* [BRIEF]
Below is a set of records; restate each one word for word.

* [DATA LISTING]

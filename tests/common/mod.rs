#![allow(dead_code)]

use std::fmt;
use std::fs;
use std::path::{Path, PathBuf};

use serde::Deserialize;
use serde::de::{IgnoredAny, MapAccess, Visitor};
use tempfile::{TempDir, tempdir};

/// Returns the absolute path to a fixture under `tests/data`.
pub fn fixture_path(name: &str) -> PathBuf {
    PathBuf::from(env!("CARGO_MANIFEST_DIR"))
        .join("tests")
        .join("data")
        .join(name)
}

/// Scratch directory laid out as `raw/<season>/<table>.csv` plus an `out/`
/// directory, cleaned up on drop.
pub struct TestWorkspace {
    temp_dir: TempDir,
}

impl TestWorkspace {
    pub fn new() -> Self {
        Self {
            temp_dir: tempdir().expect("temp dir"),
        }
    }

    pub fn path(&self) -> &Path {
        self.temp_dir.path()
    }

    pub fn raw_dir(&self) -> PathBuf {
        self.path().join("raw")
    }

    pub fn out_dir(&self) -> PathBuf {
        self.path().join("out")
    }

    /// Writes `contents` under the workspace, creating parent directories.
    pub fn write(&self, name: &str, contents: &str) -> PathBuf {
        let path = self.path().join(name);
        if let Some(parent) = path.parent() {
            fs::create_dir_all(parent).expect("create parent dirs");
        }
        fs::write(&path, contents).expect("write temp file contents");
        path
    }

    /// Writes one season's raw export of `table`.
    pub fn write_season(&self, season: &str, table: &str, contents: &str) -> PathBuf {
        self.write(&format!("raw/{season}/{table}.csv"), contents)
    }

    pub fn read_out(&self, relative: &str) -> String {
        let path = self.out_dir().join(relative);
        fs::read_to_string(&path).unwrap_or_else(|err| panic!("reading {path:?}: {err}"))
    }

    pub fn read_out_json(&self, relative: &str) -> serde_json::Value {
        serde_json::from_str(&self.read_out(relative)).expect("valid JSON")
    }

    /// Column names of a schema document, in document order.
    pub fn schema_columns(&self, table: &str) -> Vec<String> {
        let text = self.read_out(&format!("schemas/{table}.schema.json"));
        let document: SchemaDocument = serde_json::from_str(&text).expect("schema document");
        document.columns.0
    }

    /// Staged CSV rows (header included) split into cells.
    pub fn read_staged(&self, table: &str, season: &str) -> Vec<Vec<String>> {
        let text = self.read_out(&format!("{season}/stg_{table}_{season}.csv"));
        let mut reader = csv::ReaderBuilder::new()
            .has_headers(false)
            .from_reader(text.as_bytes());
        reader
            .records()
            .map(|record| {
                record
                    .expect("staged record")
                    .iter()
                    .map(str::to_string)
                    .collect()
            })
            .collect()
    }

    /// Every file under `out/`, relative and sorted.
    pub fn out_files(&self) -> Vec<String> {
        let mut files = Vec::new();
        collect_files(&self.out_dir(), &self.out_dir(), &mut files);
        files.sort();
        files
    }
}

fn collect_files(root: &Path, dir: &Path, files: &mut Vec<String>) {
    let Ok(entries) = fs::read_dir(dir) else {
        return;
    };
    for entry in entries.flatten() {
        let path = entry.path();
        if path.is_dir() {
            collect_files(root, &path, files);
        } else if let Ok(relative) = path.strip_prefix(root) {
            files.push(relative.to_string_lossy().replace('\\', "/"));
        }
    }
}

#[derive(Deserialize)]
struct SchemaDocument {
    columns: OrderedKeys,
}

/// Keys of a JSON object in the order they appear.
struct OrderedKeys(Vec<String>);

impl<'de> Deserialize<'de> for OrderedKeys {
    fn deserialize<D>(deserializer: D) -> Result<Self, D::Error>
    where
        D: serde::Deserializer<'de>,
    {
        struct KeysVisitor;

        impl<'de> Visitor<'de> for KeysVisitor {
            type Value = OrderedKeys;

            fn expecting(&self, f: &mut fmt::Formatter) -> fmt::Result {
                f.write_str("a map of columns")
            }

            fn visit_map<A>(self, mut map: A) -> Result<Self::Value, A::Error>
            where
                A: MapAccess<'de>,
            {
                let mut keys = Vec::new();
                while let Some((key, IgnoredAny)) = map.next_entry::<String, IgnoredAny>()? {
                    keys.push(key);
                }
                Ok(OrderedKeys(keys))
            }
        }

        deserializer.deserialize_map(KeysVisitor)
    }
}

* [COMPLETED EXERCISE]
filename tests/common/mod.rs
#![allow(dead_code)]

use std::fmt;
use std::fs;
use std::path::{Path, PathBuf};

use serde::Deserialize;
use serde::de::{IgnoredAny, MapAccess, Visitor};
use tempfile::{TempDir, tempdir};

/// Returns the absolute path to a fixture under `tests/data`.
pub fn fixture_path(name: &str) -> PathBuf {
    PathBuf::from(env!("CARGO_MANIFEST_DIR"))
        .join("tests")
        .join("data")
        .join(name)
}

/// Scratch directory laid out as `raw/<season>/<table>.csv` plus an `out/`
/// directory, cleaned up on drop.
pub struct TestWorkspace {
    temp_dir: TempDir,
}

impl TestWorkspace {
    pub fn new() -> Self {
        Self {
            temp_dir: tempdir().expect("temp dir"),
        }
    }

    pub fn path(&self) -> &Path {
        self.temp_dir.path()
    }

    pub fn raw_dir(&self) -> PathBuf {
        self.path().join("raw")
    }

    pub fn out_dir(&self) -> PathBuf {
        self.path().join("out")
    }

    /// Writes `contents` under the workspace, creating parent directories.
    pub fn write(&self, name: &str, contents: &str) -> PathBuf {
        let path = self.path().join(name);
        if let Some(parent) = path.parent() {
            fs::create_dir_all(parent).expect("create parent dirs");
        }
        fs::write(&path, contents).expect("write temp file contents");
        path
    }

    /// Writes one season's raw export of `table`.
    pub fn write_season(&self, season: &str, table: &str, contents: &str) -> PathBuf {
        self.write(&format!("raw/{season}/{table}.csv"), contents)
    }

    pub fn read_out(&self, relative: &str) -> String {
        let path = self.out_dir().join(relative);
        fs::read_to_string(&path).unwrap_or_else(|err| panic!("reading {path:?}: {err}"))
    }

    pub fn read_out_json(&self, relative: &str) -> serde_json::Value {
        serde_json::from_str(&self.read_out(relative)).expect("valid JSON")
    }

    /// Column names of a schema document, in document order.
    pub fn schema_columns(&self, table: &str) -> Vec<String> {
        let text = self.read_out(&format!("schemas/{table}.schema.json"));
        let document: SchemaDocument = serde_json::from_str(&text).expect("schema document");
        document.columns.0
    }

    /// Staged CSV rows (header included) split into cells.
    pub fn read_staged(&self, table: &str, season: &str) -> Vec<Vec<String>> {
        let text = self.read_out(&format!("{season}/stg_{table}_{season}.csv"));
        let mut reader = csv::ReaderBuilder::new()
            .has_headers(false)
            .from_reader(text.as_bytes());
        reader
            .records()
            .map(|record| {
                record
                    .expect("staged record")
                    .iter()
                    .map(str::to_string)
                    .collect()
            })
            .collect()
    }

    /// Every file under `out/`, relative and sorted.
    pub fn out_files(&self) -> Vec<String> {
        let mut files = Vec::new();
        collect_files(&self.out_dir(), &self.out_dir(), &mut files);
        files.sort();
        files
    }
}

fn collect_files(root: &Path, dir: &Path, files: &mut Vec<String>) {
    let Ok(entries) = fs::read_dir(dir) else {
        return;
    };
    for entry in entries.flatten() {
        let path = entry.path();
        if path.is_dir() {
            collect_files(root, &path, files);
        } else if let Ok(relative) = path.strip_prefix(root) {
            files.push(relative.to_string_lossy().replace('\\', "/"));
        }
    }
}

#[derive(Deserialize)]
struct SchemaDocument {
    columns: OrderedKeys,
}

/// Keys of a JSON object in the order they appear.
struct OrderedKeys(Vec<String>);

impl<'de> Deserialize<'de> for OrderedKeys {
    fn deserialize<D>(deserializer: D) -> Result<Self, D::Error>
    where
        D: serde::Deserializer<'de>,
    {
        struct KeysVisitor;

        impl<'de> Visitor<'de> for KeysVisitor {
            type Value = OrderedKeys;

            fn expecting(&self, f: &mut fmt::Formatter) -> fmt::Result {
                f.write_str("a map of columns")
            }

            fn visit_map<A>(self, mut map: A) -> Result<Self::Value, A::Error>
            where
                A: MapAccess<'de>,
            {
                let mut keys = Vec::new();
                while let Some((key, IgnoredAny)) = map.next_entry::<String, IgnoredAny>()? {
                    keys.push(key);
                }
                Ok(OrderedKeys(keys))
            }
        }

        deserializer.deserialize_map(KeysVisitor)
    }
}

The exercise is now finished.